## TO DO:
Find every line in the entries that holds the string "Copy" and report it.

## EXCERPTED RECORDS:
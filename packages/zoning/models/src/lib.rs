#![cfg_attr(feature = "fail-on-warnings", deny(warnings))]
#![warn(clippy::all, clippy::pedantic, clippy::nursery, clippy::cargo)]
#![allow(clippy::multiple_crate_versions, clippy::cargo_common_metadata)]

//! Zone catalog record and coordinate types.
//!
//! Defines the JSON schema of the urban-planning zone catalog (as produced
//! by the static seed file or by an uploaded-document extraction) and the
//! plain coordinate type shared by polygons and property locations.

use serde::{Deserialize, Serialize};

/// A geographic coordinate.
///
/// Serialized as a `[lat, lon]` pair, the same shape the catalog uses for
/// polygon vertices.
#[derive(Debug, Clone, Copy, PartialEq, Serialize, Deserialize)]
#[serde(from = "[f64; 2]", into = "[f64; 2]")]
pub struct GeoPoint {
    /// Latitude in decimal degrees.
    pub latitude: f64,
    /// Longitude in decimal degrees.
    pub longitude: f64,
}

impl GeoPoint {
    /// Creates a point from latitude and longitude.
    #[must_use]
    pub const fn new(latitude: f64, longitude: f64) -> Self {
        Self {
            latitude,
            longitude,
        }
    }
}

impl From<[f64; 2]> for GeoPoint {
    fn from([latitude, longitude]: [f64; 2]) -> Self {
        Self::new(latitude, longitude)
    }
}

impl From<GeoPoint> for [f64; 2] {
    fn from(point: GeoPoint) -> Self {
        [point.latitude, point.longitude]
    }
}

/// A numeric catalog field that may arrive as a number or as a
/// locale-formatted string (`"65%"`, `"2,5"`, `"1.8"`).
#[derive(Debug, Clone, PartialEq, Serialize, Deserialize)]
#[serde(untagged)]
pub enum NumericField {
    /// Already numeric.
    Number(f64),
    /// Free-form text, normalized during catalog ingestion.
    Text(String),
}

/// A circular arc expanded into boundary vertices at ingestion time.
///
/// Angles are in radians; the arc is sampled `steps + 1` times from
/// `start_angle` to `end_angle` inclusive.
#[derive(Debug, Clone, PartialEq, Serialize, Deserialize)]
#[serde(rename_all = "camelCase")]
pub struct ArcSpec {
    /// Arc center.
    pub center: GeoPoint,
    /// Radius in decimal degrees.
    pub radius: f64,
    /// Starting angle in radians.
    pub start_angle: f64,
    /// Ending angle in radians.
    pub end_angle: f64,
    /// Number of sampling steps.
    pub steps: u32,
}

/// One element of a zone's `delimitare` boundary list.
#[derive(Debug, Clone, PartialEq, Serialize, Deserialize)]
#[serde(untagged)]
pub enum BoundarySegment {
    /// A single `[lat, lon]` vertex.
    Vertex(GeoPoint),
    /// An arc that expands into several vertices.
    Arc {
        /// Arc parameters.
        arc: ArcSpec,
    },
}

/// A raw zone record as it appears in the catalog JSON.
#[derive(Debug, Clone, PartialEq, Serialize, Deserialize)]
pub struct ZoneRecord {
    /// Zone name (unique key).
    pub zone: String,
    /// Land-use ratio (POT) as a percentage.
    #[serde(default, skip_serializing_if = "Option::is_none")]
    pub pot: Option<NumericField>,
    /// Floor-area ratio (CUT).
    #[serde(default, skip_serializing_if = "Option::is_none")]
    pub cut: Option<NumericField>,
    /// Free-text restriction notes.
    #[serde(default, skip_serializing_if = "Option::is_none")]
    pub obiectii: Option<String>,
    /// Boundary vertices, in order.
    pub delimitare: Vec<BoundarySegment>,
    /// Supporting document file name.
    #[serde(default, skip_serializing_if = "Option::is_none")]
    pub pdf: Option<String>,
}

/// Exact-match filter on a zone's regulations.
///
/// `None` fields match every zone.
#[derive(Debug, Clone, Copy, Default, PartialEq, Serialize, Deserialize)]
pub struct ZoneFilter {
    /// Required POT percentage.
    pub pot: Option<f64>,
    /// Required CUT ratio.
    pub cut: Option<f64>,
}

#[cfg(test)]
mod tests {
    use super::*;

    #[test]
    fn deserializes_catalog_record() {
        let json = r#"{
            "zone": "Amzei",
            "pot": "65%",
            "cut": 2.5,
            "obiectii": "Suprafata ramasa libera trebuie sa fie de cel putin 50 mp.",
            "delimitare": [[44.1, 26.1], [44.2, 26.2], [44.3, 26.1]],
            "pdf": "amzei.pdf"
        }"#;

        let record: ZoneRecord = serde_json::from_str(json).unwrap();
        assert_eq!(record.zone, "Amzei");
        assert_eq!(record.pot, Some(NumericField::Text("65%".to_string())));
        assert_eq!(record.cut, Some(NumericField::Number(2.5)));
        assert_eq!(record.delimitare.len(), 3);
        assert_eq!(
            record.delimitare[0],
            BoundarySegment::Vertex(GeoPoint::new(44.1, 26.1))
        );
        assert_eq!(record.pdf.as_deref(), Some("amzei.pdf"));
    }

    #[test]
    fn optional_fields_default_to_none() {
        let json = r#"{"zone": "UCB", "delimitare": []}"#;
        let record: ZoneRecord = serde_json::from_str(json).unwrap();
        assert!(record.pot.is_none());
        assert!(record.cut.is_none());
        assert!(record.obiectii.is_none());
        assert!(record.pdf.is_none());
    }

    #[test]
    fn deserializes_arc_segment() {
        let json = r#"{"arc": {"center": [44.0, 26.0], "radius": 0.0001,
            "startAngle": 3.14, "endAngle": 6.28, "steps": 50}}"#;
        let segment: BoundarySegment = serde_json::from_str(json).unwrap();
        let BoundarySegment::Arc { arc } = segment else {
            panic!("expected arc segment");
        };
        assert_eq!(arc.center, GeoPoint::new(44.0, 26.0));
        assert_eq!(arc.steps, 50);
    }

    #[test]
    fn geo_point_serializes_as_pair() {
        let json = serde_json::to_string(&GeoPoint::new(44.5, 26.25)).unwrap();
        assert_eq!(json, "[44.5,26.25]");
    }
}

## RESPONSE:
#[derive(Debug, Clone, Copy, PartialEq, Serialize, Deserialize)]
#[derive(Debug, Clone, Copy, Default, PartialEq, Serialize, Deserialize)]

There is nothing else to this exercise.